Читать книгу Diatom Morphogenesis - Группа авторов - Страница 41

We modeled our diatom morphogenetic valve formation system as dynamical and in equilibrium in order to test for stability behavior as it is associated to symmetry. Uncanny symmetry as a measure was useful in determining the degree of stability in valve formation. We determined that valve formation simulation proceeded primarily as deterministic chaotic instability mixed with lesser periods of stability. While instability may look like randomness, we found that for our simulation of valve morphogenesis, accretionary behavior is essentially chaotic. Valve formation PDF depicted a gamma distribution with a stretched exponential tail (Figure 2.20), potentially indicating intermittency in this dynamical system [2.115], provided that as time approaches infinity, the Lyapunov exponent is equal to zero [2.74].
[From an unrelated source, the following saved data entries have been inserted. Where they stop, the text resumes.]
// Copyright (c) 2025 Erick Bourgeois, firestoned
// SPDX-License-Identifier: MIT

//! Kubernetes runtime wiring of the source controllers.
//!
//! Each source controller watches
//!
//! - its source kind in the source cluster,
//! - `DNSAnnotation` objects in the source cluster, mapped to the referenced source object,
//! - the generated `DNSEntry` objects in the control plane cluster, mapped to their owners
//!   and reported back to them as events.
//!
//! The source and control plane clusters may be the same.

use crate::config::SourceControllerConfig;
use crate::constants::ERROR_REQUEUE_DURATION_SECS;
use crate::crd::{DNSAnnotation, DNSEntry};
use crate::dns_errors::ReconcileError;
use crate::recorder::{DedupRecorder, KubeEventSink};
use crate::reconcilers::dnsannotation::{reconcile_dnsannotation, AnnotationContext};
use crate::reconcilers::feedback::handle_entry_event;
use crate::reconcilers::predicates::{
    annotation_request, entry_event_requests, source_object_passes, EntryChangeTracker,
};
use crate::reconcilers::source::{SourceActuator, SourceReconciler};
use crate::state::AnnotationState;
use crate::store::kubernetes::KubeStore;
use crate::store::{ObjectKey, StoredObject};
use anyhow::{anyhow, Result};
use futures::channel::mpsc::{unbounded, UnboundedSender};
use futures::StreamExt;
use kube::runtime::controller::{self, Action};
use kube::runtime::reflector::ObjectRef;
use kube::runtime::watcher::{self, Config as WatcherConfig};
use kube::runtime::{Controller, WatchStreamExt};
use kube::{Api, Client};
use std::fmt::Debug;
use std::future::Future;
use std::sync::Arc;
use std::time::{Duration, Instant};
use tokio::task::JoinHandle;
use tracing::{error, info, warn};

/// Clients of the clusters the controllers work with.
#[derive(Clone)]
pub struct Clusters {
    /// Cluster of the source objects
    pub source: Client,
    /// Cluster of the generated entries
    pub control_plane: Client,
}

/// Error policy for all controllers.
///
/// Returns an action to requeue the resource after a delay when reconciliation fails.
#[allow(clippy::needless_pass_by_value)] // Signature required by kube::runtime::Controller
fn error_policy<T, C>(resource: Arc<T>, err: &ReconcileError, _ctx: Arc<C>) -> Action
where
    T: Debug,
{
    error!(
        error = %err,
        resource = ?resource,
        "Reconciliation error - will retry in {}s",
        ERROR_REQUEUE_DURATION_SECS
    );
    Action::requeue(Duration::from_secs(ERROR_REQUEUE_DURATION_SECS))
}

fn object_ref<T: StoredObject>(key: &ObjectKey) -> ObjectRef<T> {
    ObjectRef::new(&key.name).within(&key.namespace)
}

/// Builds a reconciler backed by the Kubernetes API.
pub fn kube_reconciler<T: StoredObject>(
    actuator: Arc<dyn SourceActuator<T>>,
    config: SourceControllerConfig,
    clusters: &Clusters,
    state: Arc<AnnotationState>,
    event_dedup_ttl: Duration,
) -> SourceReconciler<T> {
    let sink = KubeEventSink::new(clusters.source.clone(), actuator.controller_name());
    let recorder = DedupRecorder::new(Arc::new(sink), event_dedup_ttl);
    SourceReconciler::new(
        actuator,
        config,
        Arc::new(KubeStore::<T>::new(clusters.source.clone())),
        Arc::new(KubeStore::<DNSEntry>::new(clusters.control_plane.clone())),
        Arc::new(recorder),
        state,
    )
}

async fn reconcile<T: StoredObject>(
    obj: Arc<T>,
    reconciler: Arc<SourceReconciler<T>>,
) -> Result<Action, ReconcileError> {
    let relevant = reconciler.is_relevant(obj.as_ref());
    if !source_object_passes(obj.as_ref(), reconciler.finalizer_name(), relevant) {
        return Ok(Action::await_change());
    }

    let start = Instant::now();
    let result = reconciler.reconcile(&ObjectKey::of(obj.as_ref())).await;
    let duration = start.elapsed();
    if result.is_ok() {
        crate::metrics::record_reconciliation_success(reconciler.controller_name(), duration);
    } else {
        crate::metrics::record_reconciliation_error(reconciler.controller_name(), duration);
    }
    result.map(|()| Action::await_change())
}

/// Watches the generated entries, reports their changes to the owners and triggers
/// the owners' reconciliation.
async fn watch_entries<T: StoredObject>(
    api: Api<DNSEntry>,
    reconciler: Arc<SourceReconciler<T>>,
    trigger: UnboundedSender<ObjectRef<T>>,
) {
    let owner_data = reconciler.entry_owner_data();
    let mut tracker = EntryChangeTracker::default();
    let mut stream = watcher::watcher(api, WatcherConfig::default())
        .default_backoff()
        .boxed();

    while let Some(event) = stream.next().await {
        let event = match event {
            Ok(event) => event,
            Err(e) => {
                warn!(
                    controller = reconciler.controller_name(),
                    error = %e,
                    "DNSEntry watch failed"
                );
                continue;
            }
        };
        for change in tracker.observe(event) {
            handle_entry_event(&reconciler, &change).await;
            for key in entry_event_requests(&change, &owner_data) {
                if trigger.unbounded_send(object_ref(&key)).is_err() {
                    return;
                }
            }
        }
    }
}

/// Runs a source controller until its watch streams end.
///
/// # Errors
///
/// Returns an error if the watch of the generated entries ends.
pub async fn run_source_controller<T: StoredObject>(
    clusters: Clusters,
    reconciler: Arc<SourceReconciler<T>>,
) -> Result<()> {
    info!("Starting {} controller", reconciler.controller_name());

    let api = Api::<T>::all(clusters.source.clone());
    let annotations = Api::<DNSAnnotation>::all(clusters.source.clone());
    let entries = match reconciler.config().target_namespace() {
        Some(namespace) => Api::<DNSEntry>::namespaced(clusters.control_plane.clone(), namespace),
        None => Api::<DNSEntry>::all(clusters.control_plane.clone()),
    };

    let (trigger_tx, trigger_rx) = unbounded();
    let entry_watch = tokio::spawn(watch_entries(entries, reconciler.clone(), trigger_tx));

    let name = reconciler.controller_name();
    let gvk = reconciler.gvk().clone();
    let config = controller::Config::default().concurrency(reconciler.config().concurrent_syncs());
    let controller = Controller::new(api, WatcherConfig::default())
        .with_config(config)
        .watches(annotations, WatcherConfig::default(), move |annotation| {
            annotation_request(&annotation, &gvk).map(|key| object_ref::<T>(&key))
        })
        .reconcile_on(trigger_rx)
        .run(reconcile::<T>, error_policy, reconciler)
        .for_each(|_| futures::future::ready(()));

    supervise_entry_watch(name, controller, entry_watch).await
}

/// Drives the controller until it ends or the entry watch task stops.
///
/// The owners miss all entry changes once the entry watch is gone, so that ends the
/// controller with an error.
pub(crate) async fn supervise_entry_watch(
    name: &str,
    controller: impl Future<Output = ()>,
    entry_watch: JoinHandle<()>,
) -> Result<()> {
    tokio::select! {
        () = controller => Ok(()),
        result = entry_watch => {
            if let Err(e) = &result {
                error!(controller = name, error = %e, "DNSEntry watch task failed");
            } else {
                error!(controller = name, "DNSEntry watch ended");
            }
            Err(anyhow!("{name}: DNSEntry watch ended"))
        }
    }
}

/// Runs the `DNSAnnotation` controller feeding the annotation state.
///
/// # Errors
///
/// Returns an error if the controller cannot be started.
pub async fn run_dnsannotation_controller(
    client: Client,
    state: Arc<AnnotationState>,
) -> Result<()> {
    info!("Starting DNSAnnotation controller");

    let api = Api::<DNSAnnotation>::all(client.clone());
    let ctx = Arc::new(AnnotationContext { client, state });
    Controller::new(api, WatcherConfig::default())
        .run(reconcile_dnsannotation, error_policy, ctx)
        .for_each(|_| futures::future::ready(()))
        .await;

    Ok(())
}

#[cfg(test)]
#[path = "controller_tests.rs"]
mod controller_tests;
Stability analysis in the form of Lyapunov systems provided a way to assess the sources of instability with regard to valve formation in diatom morphogenesis. Finding a deterministic chaotic component is noteworthy because the assumption is that only random behavior dictates instability in developmental systems [2.54], or that if chaos is present, it cannot be quantified separately from randomness [2.53]. Our results indicate that the behavior of instability varies chaotically and randomly throughout the valve formation process; however, less symmetric forms have the highest instabilities. In spite of the presence of chaotic and random instabilities, valve formation overall is a regular, stable process when considering the end product. The chaotic component of instability may be indicative of multi-scalability of symmetry during valve formation. Fluctuations of chaotic and random instability may be embedded in the valve formation system so that at times, scale symmetry as well as scale-dependent symmetries may be present.
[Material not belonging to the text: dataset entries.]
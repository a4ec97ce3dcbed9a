// Copyright (c) 2025 Erick Bourgeois, firestoned
// SPDX-License-Identifier: MIT

//! DNS records and record sets.
//!
//! A [`RecordSet`] is the set of records of one type for one DNS name. Record order is
//! not significant: [`RecordSet::matches`] compares records by value.
//!
//! Alias record types (`ALIAS`, `ALIAS_AAAA`) carry no TTL of their own at the provider,
//! so their TTL is ignored when comparing record sets.

use crate::dns::routing_policy::RoutingPolicy;
use crate::dns::target::Targets;
use serde::{Deserialize, Serialize};
use std::collections::BTreeMap;
use std::fmt;
use std::ops::{Deref, DerefMut};

/// TTL of record sets created for TXT attributes
pub const ATTR_RECORD_SET_TTL: i64 = 600;

/// DNS record type.
#[derive(Clone, Copy, Debug, PartialEq, Eq, Hash, PartialOrd, Ord, Serialize, Deserialize)]
pub enum RecordType {
    /// Name server record
    #[serde(rename = "NS")]
    NS,
    /// Text record
    #[serde(rename = "TXT")]
    TXT,
    /// Canonical name record
    #[serde(rename = "CNAME")]
    CNAME,
    /// IPv4 address record
    #[serde(rename = "A")]
    A,
    /// IPv6 address record
    #[serde(rename = "AAAA")]
    AAAA,
    /// Provider specific alias for a CNAME (AWS alias target A)
    #[serde(rename = "ALIAS")]
    AliasA,
    /// Provider specific alias for a CNAME (AWS alias target AAAA)
    #[serde(rename = "ALIAS_AAAA")]
    AliasAAAA,
}

impl RecordType {
    /// Wire name of the record type.
    #[must_use]
    pub fn as_str(self) -> &'static str {
        match self {
            RecordType::NS => "NS",
            RecordType::TXT => "TXT",
            RecordType::CNAME => "CNAME",
            RecordType::A => "A",
            RecordType::AAAA => "AAAA",
            RecordType::AliasA => "ALIAS",
            RecordType::AliasAAAA => "ALIAS_AAAA",
        }
    }

    /// Whether the type is a provider specific alias type without own TTL.
    #[must_use]
    pub fn is_alias(self) -> bool {
        matches!(self, RecordType::AliasA | RecordType::AliasAAAA)
    }
}

impl fmt::Display for RecordType {
    fn fmt(&self, f: &mut fmt::Formatter<'_>) -> fmt::Result {
        f.write_str(self.as_str())
    }
}

/// A single record value.
#[derive(Clone, Debug, PartialEq, Eq, Hash, Serialize, Deserialize)]
pub struct Record {
    /// Record value, e.g. an IP address or a host name
    pub value: String,
}

impl Record {
    pub fn new(value: impl Into<String>) -> Self {
        Self {
            value: value.into(),
        }
    }
}

fn sorted_values(records: &[Record]) -> Vec<&str> {
    let mut values: Vec<&str> = records.iter().map(|r| r.value.as_str()).collect();
    values.sort_unstable();
    values
}

/// The records of one type for one DNS name.
#[derive(Clone, Debug, PartialEq, Eq, Serialize, Deserialize)]
pub struct RecordSet {
    /// Record type
    #[serde(rename = "type")]
    pub type_: RecordType,
    /// Time to live in seconds
    pub ttl: i64,
    /// Skip TTL comparison (provider does not report TTLs)
    #[serde(default)]
    pub ignore_ttl: bool,
    /// Record values
    #[serde(default)]
    pub records: Vec<Record>,
    /// Optional routing policy
    #[serde(default, skip_serializing_if = "Option::is_none")]
    pub routing_policy: Option<RoutingPolicy>,
}

impl RecordSet {
    /// Creates a record set without routing policy.
    #[must_use]
    pub fn new(type_: RecordType, ttl: i64, records: Vec<Record>) -> Self {
        Self {
            type_,
            ttl,
            ignore_ttl: false,
            records,
            routing_policy: None,
        }
    }

    /// Creates a record set from plain values.
    #[must_use]
    pub fn from_values<S: AsRef<str>>(type_: RecordType, ttl: i64, values: &[S]) -> Self {
        Self::new(
            type_,
            ttl,
            values.iter().map(|v| Record::new(v.as_ref())).collect(),
        )
    }

    /// Sets the routing policy.
    #[must_use]
    pub fn with_routing_policy(mut self, policy: Option<RoutingPolicy>) -> Self {
        self.routing_policy = policy;
        self
    }

    /// Number of records.
    #[must_use]
    pub fn len(&self) -> usize {
        self.records.len()
    }

    /// Whether the set has no records.
    #[must_use]
    pub fn is_empty(&self) -> bool {
        self.records.is_empty()
    }

    /// Appends records.
    pub fn add(&mut self, records: impl IntoIterator<Item = Record>) -> &mut Self {
        self.records.extend(records);
        self
    }

    /// Compares two record sets.
    ///
    /// Record sets match if they hold the same record values with the same
    /// multiplicity, the routing policies are equal, and the TTLs are equal. TTLs are not
    /// compared for alias types or if either side ignores TTLs.
    #[must_use]
    pub fn matches(&self, other: &RecordSet) -> bool {
        if self.records.len() != other.records.len() {
            return false;
        }

        if !self.type_.is_alias() && !self.ignore_ttl && !other.ignore_ttl && self.ttl != other.ttl
        {
            return false;
        }

        if sorted_values(&self.records) != sorted_values(&other.records) {
            return false;
        }

        self.routing_policy == other.routing_policy
    }

    /// Computes the changes needed to turn `other` into `self`.
    ///
    /// Returns the records only in `self` (new), the records in both sets if the TTLs
    /// differ (update), and the records only in `other` (delete).
    #[must_use]
    pub fn diff_to(&self, other: &RecordSet) -> (Vec<Record>, Vec<Record>, Vec<Record>) {
        let mut new = Vec::new();
        let mut update = Vec::new();
        for r in &self.records {
            if other.records.iter().any(|o| o.value == r.value) {
                if self.ttl != other.ttl {
                    update.push(r.clone());
                }
            } else {
                new.push(r.clone());
            }
        }
        let delete = other
            .records
            .iter()
            .filter(|o| !self.records.iter().any(|r| r.value == o.value))
            .cloned()
            .collect();
        (new, update, delete)
    }

    /// Returns a TXT attribute value stored as `"name=value"`, or an empty string.
    #[must_use]
    pub fn get_attr(&self, name: &str) -> String {
        if self.type_ != RecordType::TXT {
            return String::new();
        }
        let prefix = attr_key_prefix(name);
        self.records
            .iter()
            .find_map(|r| {
                r.value
                    .strip_prefix(&prefix)
                    .map(|rest| rest.strip_suffix('"').unwrap_or(rest).to_string())
            })
            .unwrap_or_default()
    }

    /// Sets a TXT attribute, replacing an existing one of the same name.
    pub fn set_attr(&mut self, name: &str, value: &str) {
        let prefix = attr_key_prefix(name);
        let attr = attr_value(name, value);
        match self.records.iter_mut().find(|r| r.value.starts_with(&prefix)) {
            Some(record) => record.value = attr,
            None => self.records.push(Record::new(attr)),
        }
    }

    /// Deletes a TXT attribute.
    pub fn delete_attr(&mut self, name: &str) {
        let prefix = attr_key_prefix(name);
        if let Some(pos) = self.records.iter().position(|r| r.value.starts_with(&prefix)) {
            self.records.remove(pos);
        }
    }

    /// Creates a TXT record set holding a single attribute.
    #[must_use]
    pub fn new_attr(name: &str, value: &str) -> Self {
        Self::new(
            RecordType::TXT,
            ATTR_RECORD_SET_TTL,
            vec![Record::new(attr_value(name, value))],
        )
    }

    /// Human readable list of the record values.
    #[must_use]
    pub fn record_string(&self) -> String {
        if self.records.is_empty() {
            return "no records".to_string();
        }
        format!(
            "[{}]",
            self.records
                .iter()
                .map(|r| r.value.as_str())
                .collect::<Vec<_>>()
                .join(", ")
        )
    }
}

impl fmt::Display for RecordSet {
    fn fmt(&self, f: &mut fmt::Formatter<'_>) -> fmt::Result {
        let values: Vec<&str> = self.records.iter().map(|r| r.value.as_str()).collect();
        f.write_str(&values.join(","))
    }
}

fn attr_key_prefix(name: &str) -> String {
    format!("\"{name}=")
}

fn attr_value(name: &str, value: &str) -> String {
    format!("\"{name}={value}\"")
}

/// Record sets of one DNS name, keyed by record type.
#[derive(Clone, Debug, Default, PartialEq, Eq, Serialize, Deserialize)]
pub struct RecordSets(BTreeMap<RecordType, RecordSet>);

impl RecordSets {
    #[must_use]
    pub fn new() -> Self {
        Self::default()
    }

    /// Adds a record, creating the record set of the type with the given TTL if needed.
    pub fn add_record(&mut self, type_: RecordType, value: &str, ttl: i64) {
        self.0
            .entry(type_)
            .or_insert_with(|| RecordSet::new(type_, ttl, Vec::new()))
            .records
            .push(Record::new(value));
    }

    /// Groups targets into record sets by record type.
    ///
    /// The TTL of a record set is the TTL of the first target of its type.
    #[must_use]
    pub fn from_targets(targets: &Targets) -> Self {
        let mut sets = Self::new();
        for target in targets.iter() {
            sets.add_record(target.record_type, &target.value, target.ttl);
        }
        sets
    }
}

impl Deref for RecordSets {
    type Target = BTreeMap<RecordType, RecordSet>;

    fn deref(&self) -> &Self::Target {
        &self.0
    }
}

impl DerefMut for RecordSets {
    fn deref_mut(&mut self) -> &mut Self::Target {
        &mut self.0
    }
}

impl FromIterator<RecordSet> for RecordSets {
    fn from_iter<I: IntoIterator<Item = RecordSet>>(iter: I) -> Self {
        Self(iter.into_iter().map(|rs| (rs.type_, rs)).collect())
    }
}

#[cfg(test)]
#[path = "records_tests.rs"]
mod records_tests;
Diatom valve formation in morphogenesis may be viewed as exhibiting different dynamical system qualities. Some elements of valve formation may be dissipative at equilibrium. Other elements may exhibit a reactive-diffusive, non-equilibrium state. Self-assembly at the molecular level may induce periodic micro- and nanoscale pore assemblies that can be modified via nanoparticles in a prescribed way in diatoms [2.165]. Silica deposition may exhibit phase separation at the chemical level of valve formation [2.138] leading to pore formation [2.154]. Elastic instability may induce buckling [2.95] as a phenomenon in diatoms during morphogenesis [2.52] in contrast to Turing instabilities via reaction-diffusion [2.91, 2.99]. Buckling may be characterized by Lyapunov exponents to determine degree of chaotically unstable behavior [2.141].

Valve formation as a dynamical system has aspects of regularity as well. Cross-costae formation exhibits a regularly spaced homogeneous growth pattern, with initiation of the valve formation process starting with a central organizing structure [2.154]. The dynamic growth of a diatom valve is spatially controlled, and sequential deposition contributing to the height of silica on the valve surface contributes to species-specific pattern formation [2.154]. Given constraints in the process, at the valve micro-scale surface, chaotic or random instability may be present, while at the nano-scale level, hexagonal or round pores with varying patterns of cribra within areolae pores may be in a regular periodic stabilizing pattern. Morphometric noise of multiple traits has weak control over pore shape and size. Development of a morphological character such as a pore is affected by inhibitors in contrast to the spatial arrangement of pores [2.154]. With further study, parsing the relation between unstable and stable states at multiple scales may be useful in understanding symmetry breaking [2.41, 2.102] during valve morphogenesis.